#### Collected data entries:
----
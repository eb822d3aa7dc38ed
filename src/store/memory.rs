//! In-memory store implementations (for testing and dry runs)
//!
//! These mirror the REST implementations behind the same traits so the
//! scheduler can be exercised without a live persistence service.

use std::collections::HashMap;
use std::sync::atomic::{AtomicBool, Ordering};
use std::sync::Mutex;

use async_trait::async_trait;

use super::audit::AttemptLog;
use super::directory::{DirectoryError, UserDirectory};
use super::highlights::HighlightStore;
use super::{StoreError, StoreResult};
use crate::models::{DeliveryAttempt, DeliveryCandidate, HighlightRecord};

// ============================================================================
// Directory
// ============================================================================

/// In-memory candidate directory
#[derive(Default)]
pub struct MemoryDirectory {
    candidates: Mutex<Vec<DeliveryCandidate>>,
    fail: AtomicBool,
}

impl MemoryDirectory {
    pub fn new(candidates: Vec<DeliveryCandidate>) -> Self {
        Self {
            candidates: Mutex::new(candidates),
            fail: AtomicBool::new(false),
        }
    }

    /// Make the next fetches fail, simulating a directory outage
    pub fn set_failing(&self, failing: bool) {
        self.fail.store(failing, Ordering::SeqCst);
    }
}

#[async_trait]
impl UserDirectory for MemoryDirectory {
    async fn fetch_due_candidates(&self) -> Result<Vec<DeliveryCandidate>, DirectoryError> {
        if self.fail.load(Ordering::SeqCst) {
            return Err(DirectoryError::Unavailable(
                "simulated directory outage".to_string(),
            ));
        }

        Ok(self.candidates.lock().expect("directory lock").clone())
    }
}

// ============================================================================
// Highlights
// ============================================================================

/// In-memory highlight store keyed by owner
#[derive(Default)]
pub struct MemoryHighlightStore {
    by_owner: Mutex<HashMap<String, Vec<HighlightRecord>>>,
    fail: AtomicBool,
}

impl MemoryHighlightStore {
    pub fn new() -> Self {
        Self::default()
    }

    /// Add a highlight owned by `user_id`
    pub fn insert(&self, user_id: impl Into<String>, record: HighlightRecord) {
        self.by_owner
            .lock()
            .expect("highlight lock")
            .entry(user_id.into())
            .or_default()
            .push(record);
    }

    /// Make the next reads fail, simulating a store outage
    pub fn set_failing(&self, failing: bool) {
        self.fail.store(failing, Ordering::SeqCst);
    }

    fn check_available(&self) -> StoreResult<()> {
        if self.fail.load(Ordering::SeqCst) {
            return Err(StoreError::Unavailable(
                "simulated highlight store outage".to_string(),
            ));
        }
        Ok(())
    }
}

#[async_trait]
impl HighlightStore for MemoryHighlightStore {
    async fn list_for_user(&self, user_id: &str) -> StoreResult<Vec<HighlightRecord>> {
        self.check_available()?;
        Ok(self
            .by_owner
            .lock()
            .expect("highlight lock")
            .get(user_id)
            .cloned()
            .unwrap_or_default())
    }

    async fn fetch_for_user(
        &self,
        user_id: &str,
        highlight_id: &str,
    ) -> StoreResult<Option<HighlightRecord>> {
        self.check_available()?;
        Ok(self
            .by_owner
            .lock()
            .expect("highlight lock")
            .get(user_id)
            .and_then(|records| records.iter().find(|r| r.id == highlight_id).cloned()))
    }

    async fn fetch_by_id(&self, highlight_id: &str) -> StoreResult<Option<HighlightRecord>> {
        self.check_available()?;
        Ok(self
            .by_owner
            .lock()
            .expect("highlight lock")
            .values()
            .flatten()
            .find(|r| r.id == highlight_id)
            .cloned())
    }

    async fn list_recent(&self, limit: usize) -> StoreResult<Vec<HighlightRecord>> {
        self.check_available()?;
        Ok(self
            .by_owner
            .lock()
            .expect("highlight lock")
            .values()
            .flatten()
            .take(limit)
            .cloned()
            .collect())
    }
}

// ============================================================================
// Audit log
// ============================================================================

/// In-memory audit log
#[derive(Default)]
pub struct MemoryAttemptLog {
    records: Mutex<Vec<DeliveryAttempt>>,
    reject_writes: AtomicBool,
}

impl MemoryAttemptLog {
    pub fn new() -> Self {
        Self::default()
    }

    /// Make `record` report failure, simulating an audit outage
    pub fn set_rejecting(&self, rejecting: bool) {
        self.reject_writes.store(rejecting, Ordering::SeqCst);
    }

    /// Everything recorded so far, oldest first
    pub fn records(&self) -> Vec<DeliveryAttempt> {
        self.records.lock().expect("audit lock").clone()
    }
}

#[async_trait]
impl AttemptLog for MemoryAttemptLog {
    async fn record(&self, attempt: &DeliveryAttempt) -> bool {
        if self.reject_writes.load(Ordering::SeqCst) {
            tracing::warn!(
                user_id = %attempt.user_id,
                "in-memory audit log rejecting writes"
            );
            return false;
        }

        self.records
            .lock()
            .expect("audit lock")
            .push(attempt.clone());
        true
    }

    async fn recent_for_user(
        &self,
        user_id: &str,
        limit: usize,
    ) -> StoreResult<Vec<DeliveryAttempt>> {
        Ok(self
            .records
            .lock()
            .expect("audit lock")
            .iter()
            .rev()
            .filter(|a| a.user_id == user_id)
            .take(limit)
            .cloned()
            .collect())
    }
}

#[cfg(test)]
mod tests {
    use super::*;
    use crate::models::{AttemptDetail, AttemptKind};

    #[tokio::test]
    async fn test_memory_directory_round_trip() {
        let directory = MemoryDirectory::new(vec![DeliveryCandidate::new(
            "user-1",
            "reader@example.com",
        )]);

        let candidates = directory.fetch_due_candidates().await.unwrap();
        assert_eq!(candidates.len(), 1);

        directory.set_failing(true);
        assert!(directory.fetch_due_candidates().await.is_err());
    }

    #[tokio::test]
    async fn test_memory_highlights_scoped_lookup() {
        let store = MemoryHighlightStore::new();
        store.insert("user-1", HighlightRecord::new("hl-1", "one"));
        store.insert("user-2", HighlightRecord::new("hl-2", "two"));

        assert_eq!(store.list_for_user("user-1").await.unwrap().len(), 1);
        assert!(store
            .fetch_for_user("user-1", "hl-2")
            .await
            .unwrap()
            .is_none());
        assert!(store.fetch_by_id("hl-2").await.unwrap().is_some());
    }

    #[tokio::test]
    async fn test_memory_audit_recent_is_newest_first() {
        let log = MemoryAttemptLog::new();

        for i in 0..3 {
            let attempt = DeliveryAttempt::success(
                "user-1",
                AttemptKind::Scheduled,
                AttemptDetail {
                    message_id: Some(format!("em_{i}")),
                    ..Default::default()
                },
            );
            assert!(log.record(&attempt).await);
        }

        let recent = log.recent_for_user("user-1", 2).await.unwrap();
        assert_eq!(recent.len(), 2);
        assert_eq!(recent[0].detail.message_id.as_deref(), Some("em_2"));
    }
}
----
#### The problem:
Which lines of the records above contain the word "StoreResult"? Copy each of them.

#### Solution to this task:
use super::{StoreError, StoreResult};
    fn check_available(&self) -> StoreResult<()> {
    async fn list_for_user(&self, user_id: &str) -> StoreResult<Vec<HighlightRecord>> {
    ) -> StoreResult<Option<HighlightRecord>> {
    async fn fetch_by_id(&self, highlight_id: &str) -> StoreResult<Option<HighlightRecord>> {
    async fn list_recent(&self, limit: usize) -> StoreResult<Vec<HighlightRecord>> {
    ) -> StoreResult<Vec<DeliveryAttempt>> {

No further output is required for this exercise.